Todas essas são questões de extrema relevância e serão abordadas ao longo do presente artigo, tendo em vista as vozes doutrinárias, jurisprudenciais e legais.
1 NEGÓCIO JURÍDICO PROCESSUAL E SISTEMA MULTIPORTAS
Tanto os negócios jurídicos processuais, que foram consideravelmente ampliados no novo CPC, quanto o sistema multiportas, que corresponde aos possíveis meios de solução de conflito para além do socorro às portas do Poder Judiciário, existem com o grande objetivo de conceder aos jurisdicionados uma tutela jurisdicional mais efetiva.
Não é novidade o fato de que existem casos em que a atuação do judiciário não é o meio mais adequado para a solução do conflito. Apesar disso, não pode o juiz, mesmo reconhecendo essa problemática, não resolver o caso, já que lhe é vedado o non liquet.
Somado a esse enorme benefício de se dar uma solução mais adequada ao caso concreto, como efeito colateral, o sistema multiportas de justiça pode ajudar a desabarrotar o sistema judiciário.
Além do que é fato que vivemos em uma cultura litigiosa, tendo em vista, inclusive, o amplo acesso ao judiciário conferido pela CF/88, cristalizado no princípio da inafastabilidade da jurisdição. A falta de estrutura, por sua vez, fez do atraso a regra, quando deveria ser a exceção.
Para se ter ideia, segundo o relatório do CNJ (Conselho Nacional de Justiça) – Justiça em Números 2018 – existiam, até o final de 2017, 80,1 milhões de processos pendentes de baixa, sendo que 39% desses, o que dá aproximadamente 32 milhões, são de execuções fiscais[1].

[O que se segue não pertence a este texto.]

//! Platform path conventions.
//!
//! Unix-like and Windows-like systems disagree on what makes a path absolute
//! and which separator to emit. [`PathStyle`] captures both conventions
//! behind one `resolve`/`normalize` interface; [`PathStyle::native`] picks
//! the one matching the compile target.

use crate::path::normalize::{self, has_scheme, is_drive_qualified};

/// A platform convention for resolving and normalizing paths.
#[derive(Debug, Clone, Copy, PartialEq, Eq, Hash)]
pub enum PathStyle {
    /// Absolute iff the path begins with a separator; joins with `/`.
    Unix,
    /// Drive-qualified, current-drive, or relative; joins with `\`.
    Windows,
}

impl PathStyle {
    /// The style of the platform this crate was compiled for.
    #[must_use]
    pub const fn native() -> Self {
        if cfg!(windows) {
            Self::Windows
        } else {
            Self::Unix
        }
    }

    /// The separator this style emits.
    #[must_use]
    pub const fn separator(self) -> char {
        match self {
            Self::Unix => '/',
            Self::Windows => '\\',
        }
    }

    /// Normalize a path in this style.
    ///
    /// # Examples
    ///
    /// ```
    /// use stager::path::PathStyle;
    ///
    /// assert_eq!(PathStyle::Unix.normalize("/a//b/../c"), "/a/c");
    /// assert_eq!(PathStyle::Windows.normalize("C:/a//b/../c"), "C:\\a\\c");
    /// ```
    #[must_use]
    pub fn normalize(self, raw: &str) -> String {
        normalize::normalize_with(raw, self.separator())
    }

    /// Check whether `raw` is absolute in this style.
    ///
    /// Scheme-prefixed paths are always absolute.
    #[must_use]
    pub fn is_absolute(self, raw: &str) -> bool {
        if has_scheme(raw) {
            return true;
        }
        match self {
            Self::Unix => raw.starts_with('/'),
            Self::Windows => is_drive_qualified(raw) || raw.starts_with(['/', '\\']),
        }
    }

    /// Resolve `raw` to an absolute, normalized path against `base`.
    ///
    /// `base` is expected to be absolute in this style. An already-absolute
    /// `raw` ignores `base` entirely.
    ///
    /// # Examples
    ///
    /// ```
    /// use stager::path::PathStyle;
    ///
    /// assert_eq!(PathStyle::Unix.resolve("src/../lib", "/srv/app"), "/srv/app/lib");
    /// assert_eq!(PathStyle::Unix.resolve("/etc", "/srv/app"), "/etc");
    ///
    /// assert_eq!(PathStyle::Windows.resolve("D:\\data", "C:\\app"), "D:\\data");
    /// assert_eq!(PathStyle::Windows.resolve("\\data", "C:\\app"), "C:\\data");
    /// assert_eq!(PathStyle::Windows.resolve("data", "C:\\app"), "C:\\app\\data");
    /// ```
    #[must_use]
    pub fn resolve(self, raw: &str, base: &str) -> String {
        if has_scheme(raw) {
            return self.normalize(raw);
        }

        let separator = self.separator();
        match self {
            Self::Unix => {
                if raw.starts_with('/') {
                    self.normalize(raw)
                } else {
                    self.normalize(&format!("{base}{separator}{raw}"))
                }
            }
            Self::Windows => {
                if is_drive_qualified(raw) {
                    self.normalize(raw)
                } else if raw.starts_with(['/', '\\']) {
                    match normalize::drive_letter(base) {
                        Some(letter) => self.normalize(&format!("{letter}:{raw}")),
                        None => self.normalize(raw),
                    }
                } else {
                    self.normalize(&format!("{base}{separator}{raw}"))
                }
            }
        }
    }
}

impl Default for PathStyle {
    fn default() -> Self {
        Self::native()
    }
}
//! How the active and staging directories sit relative to each other.
//!
//! Nesting is decided on whole path components, so `/srv/app` does not
//! contain `/srv/app-staging`. Both inputs are expected to be resolved
//! absolute paths; no filesystem access happens here.

use std::path::Path;

/// Placement of one directory relative to another.
///
/// # Examples
///
/// ```
/// use stager::path::PathRelationship;
/// use std::path::Path;
///
/// let active = Path::new("/srv/app");
///
/// assert_eq!(
///     PathRelationship::between(active, Path::new("/srv/app/.staging")),
///     PathRelationship::Ancestor
/// );
/// assert_eq!(
///     PathRelationship::between(Path::new("/srv/app/.staging"), active),
///     PathRelationship::Descendant
/// );
/// assert_eq!(
///     PathRelationship::between(active, Path::new("/srv/app-staging")),
///     PathRelationship::Unrelated
/// );
/// ```
#[derive(Debug, Clone, Copy, PartialEq, Eq, Hash)]
pub enum PathRelationship {
    /// The first directory contains the second.
    Ancestor,
    /// The first directory lies inside the second.
    Descendant,
    /// Both name the same directory.
    Same,
    /// Neither contains the other.
    Unrelated,
}

impl PathRelationship {
    /// Classify `first` against `second`.
    ///
    /// Trailing separators are insignificant.
    #[must_use]
    pub fn between(first: &Path, second: &Path) -> Self {
        let first_parts = first.components();
        let second_parts = second.components();

        if first_parts.clone().eq(second_parts.clone()) {
            Self::Same
        } else if second.starts_with(first) {
            Self::Ancestor
        } else if first.starts_with(second) {
            Self::Descendant
        } else {
            Self::Unrelated
        }
    }

    /// Whether `path` is `directory` or somewhere beneath it.
    ///
    /// Used to decide whether a resolved symlink target stays inside the
    /// codebase.
    ///
    /// ```
    /// use stager::path::PathRelationship;
    /// use std::path::Path;
    ///
    /// assert!(PathRelationship::is_within(Path::new("/srv/app/web"), Path::new("/srv/app")));
    /// assert!(!PathRelationship::is_within(Path::new("/srv/lib"), Path::new("/srv/app")));
    /// ```
    #[must_use]
    pub fn is_within(path: &Path, directory: &Path) -> bool {
        matches!(
            Self::between(path, directory),
            Self::Descendant | Self::Same
        )
    }

    /// The `/`-separated path of `path` below `root`, in the form exclusion
    /// sets use.
    ///
    /// `None` when `path` is outside `root`; an empty string when they are
    /// the same directory.
    ///
    /// ```
    /// use stager::path::PathRelationship;
    /// use std::path::Path;
    ///
    /// assert_eq!(
    ///     PathRelationship::relative_to(Path::new("/srv/app/vendor/bin"), Path::new("/srv/app")),
    ///     Some("vendor/bin".to_string())
    /// );
    /// assert_eq!(
    ///     PathRelationship::relative_to(Path::new("/srv/other"), Path::new("/srv/app")),
    ///     None
    /// );
    /// ```
    #[must_use]
    pub fn relative_to(path: &Path, root: &Path) -> Option<String> {
        let below = path.strip_prefix(root).ok()?;
        let segments: Vec<_> = below
            .components()
            .map(|c| c.as_os_str().to_string_lossy())
            .collect();
        Some(segments.join("/"))
    }
}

Diante disso, certamente, uma tutela jurisdicional tardia equivale a uma tutela jurisdicional não prestada ou feita de maneira deficientemente.
O que essa sistemática busca é a maior participação das partes no processo. E tal tendência não poderia ser diferente. Em face do princípio da instrumentalidade das formas, a concepção do processo é de mero instrumento, que tem como finalidade a tutela específica. Por conta disso, não se enxerga a utilidade de afastar as partes desse processo.
Aspecto de suma relevância é o fato de que a maior participação das partes no processo, dentro do espectro proposto pelo sistema multiportas de justiça e o negócio jurídico permite uma decisão com melhor fundamentação, uma execução mais célere, até porque, ao menos em tese, pelo maior engajamento da parte no processo haverá maior conformismo com a decisão proferida.
Especificamente nos negócios jurídicos, acordos bilaterais ou plurilaterais, como o do artigo 191 do CPC (calendarização processual), são realizados para adaptar o processo à realidade dos fatos ou à das partes.
Quanto à autocomposição, que pode ser obtida pelos métodos da mediação ou da conciliação, o que se procura é que as partes cheguem a um acordo com auxílio de um terceiro – o conciliador ou mediador – a depender da existência de relação prévia entre as partes.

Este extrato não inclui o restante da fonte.